The next refers to the birth of his first child:

(5) My first volume is out on Friday—bound in calf-skin, with cloth-guilt on the back and front, and very small type—less than a 64mo. Author and Publisher doing well. But I do not expect the sale to be great for eighteen years. I hope then some great London firm will purchase it for a handsome sum. I cannot, however, complain of the delivery by the trade as yet! I send you MS. All must be printed, and some more beside. Be calm, Erskine.

(6) Master Erskine!—You should have duly informed the editor of the Christian Magazine that you had no sermon, seeing that a parson had pledged himself to send one a month ago, and I was under the impression that it was ‘all right’ until, coming up tonight from the coast, I found all was wrong.
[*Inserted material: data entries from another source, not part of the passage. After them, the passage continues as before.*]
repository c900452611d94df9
use axum::{Json, extract::State, response::Response};
use servicedesk_adapters::{
    AppState,
    handlers::{self, UpdateProfileRequest},
};

use crate::{adapters::response_builder, error::ApiError, extractors::CurrentUser};

#[tracing::instrument(name = "Get profile", skip_all, fields(user_id = %user.user_id))]
pub async fn profile(State(state): State<AppState>, user: CurrentUser) -> Result<Response, ApiError> {
    Ok(handlers::handle_get_profile(&state, &user.user_id, response_builder()).await?)
}

#[tracing::instrument(name = "Update profile", skip_all, fields(user_id = %user.user_id))]
pub async fn update_profile(
    State(state): State<AppState>,
    user: CurrentUser,
    Json(request): Json<UpdateProfileRequest>,
) -> Result<Response, ApiError> {
    Ok(handlers::handle_update_profile(&state, &user.user_id, request, response_builder()).await?)
}

#[tracing::instrument(name = "Resend confirmation", skip_all, fields(user_id = %user.user_id))]
pub async fn resend_confirmation(
    State(state): State<AppState>,
    user: CurrentUser,
) -> Result<Response, ApiError> {
    Ok(handlers::handle_resend_confirmation(&state, &user.user_id, response_builder()).await?)
}
use std::sync::Arc;

use redis::{Commands, Connection};
use servicedesk_core::{TokenProvider, TokenProviderError, TokenPurpose, UserId};
use tokio::sync::RwLock;

use super::generate_raw_token;

/// Token provider backed by Redis key expiry.
#[derive(Clone)]
pub struct RedisTokenProvider {
    conn: Arc<RwLock<Connection>>,
    lifetime_in_seconds: u64,
}

impl RedisTokenProvider {
    pub fn new(conn: Arc<RwLock<Connection>>, lifetime_in_seconds: u64) -> Self {
        Self {
            conn,
            lifetime_in_seconds,
        }
    }
}

#[async_trait::async_trait]
impl TokenProvider for RedisTokenProvider {
    #[tracing::instrument(name = "Issuing account token", skip(self))]
    async fn generate_token(
        &self,
        user_id: &UserId,
        purpose: TokenPurpose,
    ) -> Result<String, TokenProviderError> {
        let token = generate_raw_token();
        let mut conn = self.conn.write().await;
        conn.set_ex::<_, _, ()>(get_key(user_id, purpose), &token, self.lifetime_in_seconds)
            .map_err(|e| TokenProviderError::StoreError(e.to_string()))?;
        Ok(token)
    }

    #[tracing::instrument(name = "Validating account token", skip(self, token))]
    async fn validate_token(
        &self,
        user_id: &UserId,
        purpose: TokenPurpose,
        token: &str,
    ) -> Result<bool, TokenProviderError> {
        let key = get_key(user_id, purpose);
        // The write lock spans the read and the delete so a token is consumed once.
        let mut conn = self.conn.write().await;
        let stored: Option<String> = conn
            .get(&key)
            .map_err(|e| TokenProviderError::StoreError(e.to_string()))?;
        if stored.as_deref() != Some(token) {
            return Ok(false);
        }
        conn.del::<_, ()>(&key)
            .map_err(|e| TokenProviderError::StoreError(e.to_string()))?;
        Ok(true)
    }
}

const ACCOUNT_TOKEN_KEY_PREFIX: &str = "servicedesk:account_token:";

fn get_key(user_id: &UserId, purpose: TokenPurpose) -> String {
    format!("{ACCOUNT_TOKEN_KEY_PREFIX}{purpose}:{user_id}")
}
I send you—1. A MS. sermon—I cannot read it, but perhaps my friend the Interpreter in the printing-office can; 2. A printed sermon for a patch in case you are too late. If you print the MS. you must not put in the name—just sermon and text. I wrote it at a sitting, and it is imperfect—very. I leave this on Monday at 2 for the coast. Direct to Shandon, Helensburgh. If you have not enough, make up by extracts from the printed sermon.

‘O Erskine, Erskine!

Had I but served my Parish as I have my Printer,
It would not thus have left me in my misery!’
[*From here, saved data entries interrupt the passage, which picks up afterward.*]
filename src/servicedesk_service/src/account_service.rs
use axum::{
    Router,
    http::{HeaderValue, Method, request},
    middleware,
    routing::{get, post},
};
use servicedesk_adapters::{
    AppState,
    config::{AllowedOrigins, paths},
};
use servicedesk_application::{AccountError, EnsureRolesUseCase};
use servicedesk_axum::{
    refresh_session,
    routes::{
        access_denied, confirm_email, confirm_reset_password, confirm_reset_password_form,
        installments, login, logout, manage, manage_users, profile, register, resend_confirmation,
        reset_password, update_password, update_profile,
    },
};
use thiserror::Error;
use tokio::net::TcpListener;
use tower_http::{
    cors::{AllowOrigin, CorsLayer},
    trace::TraceLayer,
};

use crate::tracing::{make_span_with_request_id, on_request, on_response};

#[derive(Debug, Error)]
pub enum BootstrapError {
    #[error("Failed to ensure roles: {0}")]
    Roles(#[from] AccountError),
}

/// The account and payment HTTP service.
pub struct AccountService {
    router: Router,
}

impl AccountService {
    /// Makes sure every role exists, then builds the service.
    pub async fn bootstrap(state: AppState) -> Result<Self, BootstrapError> {
        let created = EnsureRolesUseCase::new(&*state.role_store).execute().await?;
        if !created.is_empty() {
            tracing::info!(?created, "Bootstrapped roles");
        }
        Ok(Self::new(state))
    }

    pub fn new(state: AppState) -> Self {
        let router = Router::new()
            .route("/account/register", post(register))
            .route(paths::CONFIRM_EMAIL, get(confirm_email))
            .route(paths::LOGIN, post(login))
            .route("/account/logout", post(logout))
            .route("/account/profile", get(profile).post(update_profile))
            .route("/account/resend-confirmation", post(resend_confirmation))
            .route("/account/update-password", post(update_password))
            .route("/account/reset-password", post(reset_password))
            .route(
                paths::CONFIRM_RESET_PASSWORD,
                get(confirm_reset_password_form).post(confirm_reset_password),
            )
            .route(paths::ACCESS_DENIED, get(access_denied))
            .route("/admin/manage", get(manage))
            .route("/admin/manage/users", get(manage_users))
            .route("/payment/installments", post(installments))
            .layer(middleware::from_fn_with_state(state.clone(), refresh_session))
            .with_state(state);

        Self { router }
    }

    fn with_trace_layer(mut self) -> Self {
        self.router = self.router.layer(
            TraceLayer::new_for_http()
                .make_span_with(make_span_with_request_id)
                .on_request(on_request)
                .on_response(on_response),
        );
        self
    }

    /// Router that can be mounted on another application. Credentialed CORS
    /// is enabled for the given origins.
    pub fn as_nested_router(mut self, allowed_origins: Option<AllowedOrigins>) -> Router {
        if let Some(allowed_origins) = allowed_origins.filter(|origins| !origins.is_empty()) {
            let cors = CorsLayer::new()
                .allow_methods([Method::GET, Method::POST])
                .allow_credentials(true)
                .allow_origin(AllowOrigin::predicate(
                    move |origin: &HeaderValue, _request_parts: &request::Parts| {
                        allowed_origins.contains(origin)
                    },
                ));

            self.router = self.router.layer(cors);
        }
        self.with_trace_layer().router
    }

    pub async fn run_standalone(
        self,
        listener: TcpListener,
        allowed_origins: Option<AllowedOrigins>,
    ) -> Result<(), std::io::Error> {
        let router = self.as_nested_router(allowed_origins);

        tracing::info!("Servicedesk listening on {}", listener.local_addr()?);

        axum::serve(listener, router).await
    }
}
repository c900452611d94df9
pub mod repositories;
pub mod services;
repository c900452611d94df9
use servicedesk_core::BannedTokenStore;

use crate::error::AccountError;

/// Logout use case - revokes the session token
pub struct LogoutUseCase<'a, B>
where
    B: BannedTokenStore + ?Sized,
{
    banned_token_store: &'a B,
}

impl<'a, B> LogoutUseCase<'a, B>
where
    B: BannedTokenStore + ?Sized,
{
    pub fn new(banned_token_store: &'a B) -> Self {
        Self { banned_token_store }
    }

    #[tracing::instrument(name = "LogoutUseCase::execute", skip(self, token))]
    pub async fn execute(&self, token: String) -> Result<(), AccountError> {
        self.banned_token_store.ban_token(token).await?;
        Ok(())
    }
}
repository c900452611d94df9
use servicedesk_core::{Role, UserId, UserStore, UserStoreError};

use crate::error::AccountError;

/// Whether the signed-in user holds a role.
pub struct AuthorizeRoleUseCase<'a, U>
where
    U: UserStore + ?Sized,
{
    user_store: &'a U,
}

impl<'a, U> AuthorizeRoleUseCase<'a, U>
where
    U: UserStore + ?Sized,
{
    pub fn new(user_store: &'a U) -> Self {
        Self { user_store }
    }

    #[tracing::instrument(name = "AuthorizeRoleUseCase::execute", skip(self))]
    pub async fn execute(&self, user_id: &UserId, role: Role) -> Result<bool, AccountError> {
        match self.user_store.get_user(user_id).await {
            Ok(user) => Ok(user.has_role(role)),
            Err(UserStoreError::UserNotFound) => Ok(false),
            Err(e) => Err(e.into()),
        }
    }
}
The following reply was sent to an invitation to the editor to grace a social meeting of the workers in the printing-office of Messrs. Paton & Ritchie:—

(7) [B.’s Refreshment Rooms, 10th January 1853.] My dear Messrs. P. & R.,—I must go to Edinburgh early in February. I cannot afford—so hard are my Publishers—to go in January. Besides, feasts without alcohol are like grates without coal. The man who, in this weather, can be pleased with lemonade and become poetic on ginger-pop, is fit for murder. He is wanting in the essential attributes of man. He can have no stomach or nerves, and far less heart, while his brains must be vapid as our friend’s Paste—he of the punch-bowl, I mean. Let Erskine by all means have unalcoholic swipes until his finger-ends distil foam, and his eyelids weep pure water. Let every teetotaller, if he pleases, sit all night up to his neck in a barrel of water, but do give something to cool the poor demons!—Yours truly, Author of ‘A Plea for Temperance.’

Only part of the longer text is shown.